#### [What the task requires]
Say how many of the lines below include the word "ImageIndex", and write nothing else.

□ □ □ □ □ □ □

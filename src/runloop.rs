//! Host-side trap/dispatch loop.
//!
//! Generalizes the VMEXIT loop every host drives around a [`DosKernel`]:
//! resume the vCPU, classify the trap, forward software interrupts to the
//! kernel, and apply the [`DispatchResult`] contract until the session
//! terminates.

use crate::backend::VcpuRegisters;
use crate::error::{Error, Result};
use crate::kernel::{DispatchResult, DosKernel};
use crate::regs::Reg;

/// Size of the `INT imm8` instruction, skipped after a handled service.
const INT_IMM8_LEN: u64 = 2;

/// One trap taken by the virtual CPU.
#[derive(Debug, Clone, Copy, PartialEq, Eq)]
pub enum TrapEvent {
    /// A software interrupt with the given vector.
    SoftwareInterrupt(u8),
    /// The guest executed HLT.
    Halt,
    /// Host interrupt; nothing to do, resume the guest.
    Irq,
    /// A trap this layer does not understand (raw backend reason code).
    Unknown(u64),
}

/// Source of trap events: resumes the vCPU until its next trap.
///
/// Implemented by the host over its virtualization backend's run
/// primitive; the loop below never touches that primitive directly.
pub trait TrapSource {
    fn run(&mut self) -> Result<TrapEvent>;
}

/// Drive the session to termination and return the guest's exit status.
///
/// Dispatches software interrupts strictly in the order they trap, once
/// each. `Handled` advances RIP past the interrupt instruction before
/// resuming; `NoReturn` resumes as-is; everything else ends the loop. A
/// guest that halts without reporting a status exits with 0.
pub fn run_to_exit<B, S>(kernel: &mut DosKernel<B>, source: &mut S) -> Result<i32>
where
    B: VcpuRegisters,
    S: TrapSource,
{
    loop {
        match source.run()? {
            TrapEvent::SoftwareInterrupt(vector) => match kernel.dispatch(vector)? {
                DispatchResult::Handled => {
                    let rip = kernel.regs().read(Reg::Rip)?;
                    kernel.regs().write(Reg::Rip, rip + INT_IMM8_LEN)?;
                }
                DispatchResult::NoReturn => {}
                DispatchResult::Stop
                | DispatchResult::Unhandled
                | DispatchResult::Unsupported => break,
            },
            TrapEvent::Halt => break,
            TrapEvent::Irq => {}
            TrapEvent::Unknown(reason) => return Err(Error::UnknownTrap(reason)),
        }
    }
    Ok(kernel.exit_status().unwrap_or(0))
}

□ □ □ □ □ □ □

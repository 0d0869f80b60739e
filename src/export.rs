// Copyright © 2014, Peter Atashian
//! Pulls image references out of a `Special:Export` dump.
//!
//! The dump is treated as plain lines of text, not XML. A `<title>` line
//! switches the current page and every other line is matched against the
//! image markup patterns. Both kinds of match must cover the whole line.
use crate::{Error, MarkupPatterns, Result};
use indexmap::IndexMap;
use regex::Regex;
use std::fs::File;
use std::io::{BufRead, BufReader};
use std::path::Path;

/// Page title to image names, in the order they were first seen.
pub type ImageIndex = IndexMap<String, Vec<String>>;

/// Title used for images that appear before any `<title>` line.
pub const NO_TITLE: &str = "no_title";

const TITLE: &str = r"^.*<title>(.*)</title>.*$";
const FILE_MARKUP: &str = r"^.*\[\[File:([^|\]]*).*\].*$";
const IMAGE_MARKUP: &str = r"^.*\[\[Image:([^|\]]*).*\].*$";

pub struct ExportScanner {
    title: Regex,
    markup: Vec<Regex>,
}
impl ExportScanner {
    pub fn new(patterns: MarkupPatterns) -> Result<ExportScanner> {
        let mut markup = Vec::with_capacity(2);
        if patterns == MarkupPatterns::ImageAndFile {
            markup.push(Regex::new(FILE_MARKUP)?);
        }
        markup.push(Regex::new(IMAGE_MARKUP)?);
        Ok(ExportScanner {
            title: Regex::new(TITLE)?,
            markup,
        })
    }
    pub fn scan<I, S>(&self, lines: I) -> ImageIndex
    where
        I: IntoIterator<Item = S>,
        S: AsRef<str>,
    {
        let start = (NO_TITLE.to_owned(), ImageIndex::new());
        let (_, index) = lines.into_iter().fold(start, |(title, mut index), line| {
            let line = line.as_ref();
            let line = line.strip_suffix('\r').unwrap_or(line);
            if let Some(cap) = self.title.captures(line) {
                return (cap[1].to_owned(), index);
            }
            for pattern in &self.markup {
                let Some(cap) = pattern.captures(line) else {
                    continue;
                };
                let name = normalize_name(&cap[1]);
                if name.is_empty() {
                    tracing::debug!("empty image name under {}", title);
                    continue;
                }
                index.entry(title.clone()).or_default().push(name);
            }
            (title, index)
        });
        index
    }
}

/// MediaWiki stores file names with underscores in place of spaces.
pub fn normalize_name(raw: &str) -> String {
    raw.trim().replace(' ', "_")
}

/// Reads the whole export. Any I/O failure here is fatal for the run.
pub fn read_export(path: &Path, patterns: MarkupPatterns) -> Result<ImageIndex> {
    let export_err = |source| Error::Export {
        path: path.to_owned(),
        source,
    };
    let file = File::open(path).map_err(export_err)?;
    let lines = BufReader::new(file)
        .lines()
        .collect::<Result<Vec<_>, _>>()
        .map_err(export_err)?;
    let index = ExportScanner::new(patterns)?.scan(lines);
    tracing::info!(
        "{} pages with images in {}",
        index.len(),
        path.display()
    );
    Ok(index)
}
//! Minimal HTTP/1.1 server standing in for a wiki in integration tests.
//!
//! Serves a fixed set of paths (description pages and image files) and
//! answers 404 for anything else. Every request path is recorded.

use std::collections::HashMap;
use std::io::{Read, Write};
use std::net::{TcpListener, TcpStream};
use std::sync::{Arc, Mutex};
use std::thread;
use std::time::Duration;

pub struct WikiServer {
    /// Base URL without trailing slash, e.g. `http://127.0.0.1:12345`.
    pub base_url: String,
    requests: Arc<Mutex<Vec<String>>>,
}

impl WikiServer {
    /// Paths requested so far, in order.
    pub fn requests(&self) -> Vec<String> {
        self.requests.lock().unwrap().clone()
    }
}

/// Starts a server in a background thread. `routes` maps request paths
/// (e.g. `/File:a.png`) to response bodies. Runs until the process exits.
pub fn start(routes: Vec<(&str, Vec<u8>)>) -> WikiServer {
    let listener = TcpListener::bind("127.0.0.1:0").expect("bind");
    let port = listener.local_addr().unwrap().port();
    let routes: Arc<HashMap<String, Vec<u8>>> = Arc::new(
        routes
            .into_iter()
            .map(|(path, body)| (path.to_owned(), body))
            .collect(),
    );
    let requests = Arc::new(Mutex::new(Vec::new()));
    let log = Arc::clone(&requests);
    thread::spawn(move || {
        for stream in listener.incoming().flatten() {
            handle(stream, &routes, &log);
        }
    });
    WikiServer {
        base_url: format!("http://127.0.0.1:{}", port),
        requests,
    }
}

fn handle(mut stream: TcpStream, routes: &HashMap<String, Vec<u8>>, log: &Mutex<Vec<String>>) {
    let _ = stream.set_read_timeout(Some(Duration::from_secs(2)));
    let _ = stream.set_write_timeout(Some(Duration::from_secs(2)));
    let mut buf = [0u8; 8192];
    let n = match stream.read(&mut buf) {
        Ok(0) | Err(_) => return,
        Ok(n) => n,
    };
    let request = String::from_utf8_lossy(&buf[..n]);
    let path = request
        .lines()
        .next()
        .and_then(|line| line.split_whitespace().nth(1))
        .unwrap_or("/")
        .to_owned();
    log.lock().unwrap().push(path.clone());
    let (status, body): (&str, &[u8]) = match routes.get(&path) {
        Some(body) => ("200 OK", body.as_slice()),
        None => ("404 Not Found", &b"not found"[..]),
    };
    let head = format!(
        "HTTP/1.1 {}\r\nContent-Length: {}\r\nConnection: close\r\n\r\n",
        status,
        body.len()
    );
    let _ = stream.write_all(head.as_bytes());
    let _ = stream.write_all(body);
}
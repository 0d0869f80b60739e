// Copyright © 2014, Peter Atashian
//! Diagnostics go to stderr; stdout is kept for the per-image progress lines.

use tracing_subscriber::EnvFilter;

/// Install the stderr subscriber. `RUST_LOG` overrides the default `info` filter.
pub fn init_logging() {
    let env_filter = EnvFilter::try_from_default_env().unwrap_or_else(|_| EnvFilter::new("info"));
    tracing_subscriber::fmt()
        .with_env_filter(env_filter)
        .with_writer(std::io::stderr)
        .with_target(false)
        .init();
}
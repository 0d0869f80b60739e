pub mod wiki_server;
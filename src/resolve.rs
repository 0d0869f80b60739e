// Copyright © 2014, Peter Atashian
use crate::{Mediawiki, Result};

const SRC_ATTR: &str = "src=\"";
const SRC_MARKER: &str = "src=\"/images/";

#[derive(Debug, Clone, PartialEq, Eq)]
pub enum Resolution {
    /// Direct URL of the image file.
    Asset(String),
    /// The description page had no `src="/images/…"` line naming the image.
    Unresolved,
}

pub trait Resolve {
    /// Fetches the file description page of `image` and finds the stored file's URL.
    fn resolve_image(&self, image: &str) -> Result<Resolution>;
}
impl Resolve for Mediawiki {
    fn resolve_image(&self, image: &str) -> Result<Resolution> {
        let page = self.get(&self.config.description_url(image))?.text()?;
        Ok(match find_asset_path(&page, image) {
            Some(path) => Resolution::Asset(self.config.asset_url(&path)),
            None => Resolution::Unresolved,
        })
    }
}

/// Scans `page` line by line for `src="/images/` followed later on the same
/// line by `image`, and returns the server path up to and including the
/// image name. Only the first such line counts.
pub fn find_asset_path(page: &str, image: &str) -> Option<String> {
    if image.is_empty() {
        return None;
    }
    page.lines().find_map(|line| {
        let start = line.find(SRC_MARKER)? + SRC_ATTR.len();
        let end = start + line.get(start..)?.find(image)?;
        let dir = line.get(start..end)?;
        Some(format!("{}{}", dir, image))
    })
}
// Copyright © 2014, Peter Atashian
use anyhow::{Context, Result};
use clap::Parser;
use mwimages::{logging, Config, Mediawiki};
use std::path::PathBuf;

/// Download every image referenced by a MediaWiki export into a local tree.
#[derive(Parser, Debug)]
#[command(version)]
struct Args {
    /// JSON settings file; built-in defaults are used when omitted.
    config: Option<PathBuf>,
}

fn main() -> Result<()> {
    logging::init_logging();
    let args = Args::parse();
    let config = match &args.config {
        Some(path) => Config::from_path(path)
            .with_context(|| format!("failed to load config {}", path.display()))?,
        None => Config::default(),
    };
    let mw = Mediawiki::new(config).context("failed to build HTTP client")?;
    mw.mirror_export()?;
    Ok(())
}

□ □ □ □ □ □ □

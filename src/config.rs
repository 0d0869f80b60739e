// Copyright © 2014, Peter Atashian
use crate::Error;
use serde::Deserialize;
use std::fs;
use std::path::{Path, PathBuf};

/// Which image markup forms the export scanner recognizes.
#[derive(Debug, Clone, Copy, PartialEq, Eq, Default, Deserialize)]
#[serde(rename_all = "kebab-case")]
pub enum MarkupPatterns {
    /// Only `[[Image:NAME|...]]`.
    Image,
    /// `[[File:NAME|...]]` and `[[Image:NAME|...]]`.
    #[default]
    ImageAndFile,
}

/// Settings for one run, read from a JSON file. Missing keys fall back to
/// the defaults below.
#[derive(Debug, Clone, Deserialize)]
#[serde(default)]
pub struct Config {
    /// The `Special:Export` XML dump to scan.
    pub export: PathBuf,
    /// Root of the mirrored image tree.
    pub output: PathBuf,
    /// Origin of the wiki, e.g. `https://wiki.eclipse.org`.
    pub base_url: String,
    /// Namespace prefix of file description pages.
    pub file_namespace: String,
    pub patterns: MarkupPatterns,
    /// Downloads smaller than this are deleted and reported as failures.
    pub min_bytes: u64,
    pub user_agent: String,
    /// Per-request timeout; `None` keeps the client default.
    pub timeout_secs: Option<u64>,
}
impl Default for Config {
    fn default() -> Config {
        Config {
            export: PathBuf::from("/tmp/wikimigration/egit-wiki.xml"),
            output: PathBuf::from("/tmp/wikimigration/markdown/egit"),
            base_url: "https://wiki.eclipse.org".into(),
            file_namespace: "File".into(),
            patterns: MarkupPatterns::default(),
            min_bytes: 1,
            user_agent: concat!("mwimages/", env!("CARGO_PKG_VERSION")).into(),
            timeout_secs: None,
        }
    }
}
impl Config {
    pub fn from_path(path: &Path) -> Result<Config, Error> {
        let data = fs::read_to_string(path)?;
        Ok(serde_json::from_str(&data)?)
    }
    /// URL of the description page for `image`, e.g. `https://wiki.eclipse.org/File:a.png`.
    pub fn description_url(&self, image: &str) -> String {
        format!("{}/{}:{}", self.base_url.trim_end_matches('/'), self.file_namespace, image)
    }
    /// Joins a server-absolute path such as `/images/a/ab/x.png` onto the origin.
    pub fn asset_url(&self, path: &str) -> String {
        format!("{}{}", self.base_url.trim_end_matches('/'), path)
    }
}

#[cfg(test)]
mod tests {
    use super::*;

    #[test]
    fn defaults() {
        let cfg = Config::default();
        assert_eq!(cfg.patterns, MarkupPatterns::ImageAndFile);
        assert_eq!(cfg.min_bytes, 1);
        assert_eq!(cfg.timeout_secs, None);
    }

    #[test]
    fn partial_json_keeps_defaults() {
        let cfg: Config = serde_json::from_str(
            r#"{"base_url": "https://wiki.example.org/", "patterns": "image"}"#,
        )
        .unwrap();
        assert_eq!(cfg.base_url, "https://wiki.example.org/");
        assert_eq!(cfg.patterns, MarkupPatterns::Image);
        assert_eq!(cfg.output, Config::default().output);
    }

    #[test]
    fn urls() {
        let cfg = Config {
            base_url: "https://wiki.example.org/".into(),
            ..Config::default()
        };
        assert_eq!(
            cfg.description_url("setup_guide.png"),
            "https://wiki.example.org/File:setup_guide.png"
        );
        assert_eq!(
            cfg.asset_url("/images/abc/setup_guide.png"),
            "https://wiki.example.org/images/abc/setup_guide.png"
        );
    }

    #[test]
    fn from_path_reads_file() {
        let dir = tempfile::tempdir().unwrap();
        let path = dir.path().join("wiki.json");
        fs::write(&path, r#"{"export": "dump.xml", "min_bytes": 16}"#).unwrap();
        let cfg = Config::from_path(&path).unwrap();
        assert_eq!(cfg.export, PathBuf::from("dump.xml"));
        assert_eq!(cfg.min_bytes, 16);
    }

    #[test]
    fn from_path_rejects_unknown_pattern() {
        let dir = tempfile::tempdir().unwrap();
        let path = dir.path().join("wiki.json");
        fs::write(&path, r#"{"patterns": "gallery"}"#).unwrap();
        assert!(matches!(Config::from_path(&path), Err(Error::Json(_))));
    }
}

□ □ □ □ □ □ □

#### [Output for this task]
4